The volume of a sphere can also be very elegantly found by means of a proposition known as Cavalieri's Theorem. This asserts that if two solids lie between parallel planes, and are such that the two sections made by any plane parallel to the given planes are equal in area, the solids are themselves equal in volume. Thus, if these solids have the same altitude, a, and if S and S' are equal sections made by a plane parallel to MN, then the solids have the same volume. The proof is simple, since prisms of the same altitude, say a/n, and on the bases S and S' are equivalent, and the sums of n such prisms are the given solids; and as n increases, the sums of the prisms approach the solids as their limits; hence the volumes are equal.

This proposition, which will now be applied to finding the volume of the sphere, was discovered by Bonaventura Cavalieri (1591 or 1598-1647). He was a Jesuit professor in the University of Bologna, and his best known work is his "Geometria Indivisilibus," which he wrote in 1626, at least in part, and published in 1635 (second edition, 1647). By means of the proposition it is also possible to prove several other theorems, as that the volumes of triangular pyramids of equivalent bases and equal altitudes are equal.

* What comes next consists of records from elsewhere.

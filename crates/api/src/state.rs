use std::sync::Arc;

use voicematch_core::validation::RuleTable;
use voicematch_db::DataStore;
use voicematch_submission::Submissions;

/// Shared application state available to all Axum handlers via `State<AppState>`.
///
/// Cheap to clone; everything inside is behind `Arc`.
#[derive(Clone)]
pub struct AppState {
    /// Data store used by the read endpoints.
    pub store: Arc<dyn DataStore>,
    /// Submission workflows bound to the same store.
    pub submissions: Submissions,
}

impl AppState {
    /// Wire the workflows to `store` with the default rule table.
    pub fn new(store: Arc<dyn DataStore>) -> Self {
        let submissions = Submissions::new(Arc::clone(&store), Arc::new(RuleTable::default()));
        Self { store, submissions }
    }
}
//! Shared application router builder.
//!
//! [`build_app_router`] is used by both the binary and the integration tests
//! so they run the same middleware stack.

use std::time::Duration;

use axum::extract::DefaultBodyLimit;
use axum::http::header::{AUTHORIZATION, CONTENT_TYPE};
use axum::http::{HeaderName, Method, StatusCode};
use axum::Router;
use tower_http::catch_panic::CatchPanicLayer;
use tower_http::cors::CorsLayer;
use tower_http::request_id::{MakeRequestUuid, PropagateRequestIdLayer, SetRequestIdLayer};
use tower_http::timeout::TimeoutLayer;
use tower_http::trace::{DefaultMakeSpan, DefaultOnResponse, TraceLayer};
use tracing::Level;

use crate::config::ServerConfig;
use crate::routes;
use crate::state::AppState;

/// Build the full application [`Router`] with all middleware layers.
///
/// The middleware stack is applied bottom-up:
///
/// 1. CORS
/// 2. Set request ID on incoming requests
/// 3. Structured request/response tracing
/// 4. Propagate request ID to response
/// 5. Request timeout
/// 6. Body size limit
/// 7. Panic recovery (catch panics, return 500)
pub fn build_app_router(state: AppState, config: &ServerConfig) -> Router {
    let cors = build_cors_layer(config);
    let request_id_header = HeaderName::from_static("x-request-id");

    Router::new()
        // Health check at root level (not under /api/v1).
        .merge(routes::health::router())
        .nest("/api/v1", routes::api_routes())
        .layer(CatchPanicLayer::new())
        // Enforced by the body extractors so oversized requests surface as
        // `AppError::PayloadTooLarge`.
        .layer(DefaultBodyLimit::max(config.max_upload_bytes))
        .layer(TimeoutLayer::with_status_code(
            StatusCode::REQUEST_TIMEOUT,
            Duration::from_secs(config.request_timeout_secs),
        ))
        .layer(PropagateRequestIdLayer::new(request_id_header.clone()))
        .layer(
            TraceLayer::new_for_http()
                .make_span_with(DefaultMakeSpan::new().level(Level::INFO))
                .on_response(DefaultOnResponse::new().level(Level::INFO)),
        )
        .layer(SetRequestIdLayer::new(request_id_header, MakeRequestUuid))
        .layer(cors)
        .with_state(state)
}

/// Build the CORS middleware layer from server configuration.
///
/// Panics if any configured origin is invalid so misconfiguration fails at
/// startup.
pub fn build_cors_layer(config: &ServerConfig) -> CorsLayer {
    let origins: Vec<_> = config
        .cors_origins
        .iter()
        .map(|o| {
            o.parse()
                .unwrap_or_else(|e| panic!("Invalid CORS origin '{o}': {e}"))
        })
        .collect();

    CorsLayer::new()
        .allow_origin(origins)
        .allow_methods([Method::GET, Method::POST])
        .allow_headers([CONTENT_TYPE, AUTHORIZATION])
        .allow_credentials(true)
        .max_age(Duration::from_secs(3600))
}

To find the volume of a sphere, take the quadrant OPQ, in the square OPRQ. Then if this figure is revolved about OP, OPQ will generate a hemisphere, OPR will generate a cone of volume (1/3)πr³, and OPRQ will generate a cylinder of volume πr³. Hence the figure generated by ORQ will have a volume πr³ - (1/3)πr³, or (2/3)πr³, which we will call x.

Now OA = AB, and OC = AD; also (OC)² - (OA)² = (AC)², so that
(AD)² - (AB)² = (AC)²,
and π(AD)² - π(AB)² = π(AC)².

But π(AD)² - π(AB)² is the area of the ring generated by BD, a section of x, and π(AC)² is the corresponding section of the hemisphere. Hence, by Cavalieri's Theorem,

(2/3)πr³ = the volume of the hemisphere.
∴ (4/3)πr³ = the volume of the sphere.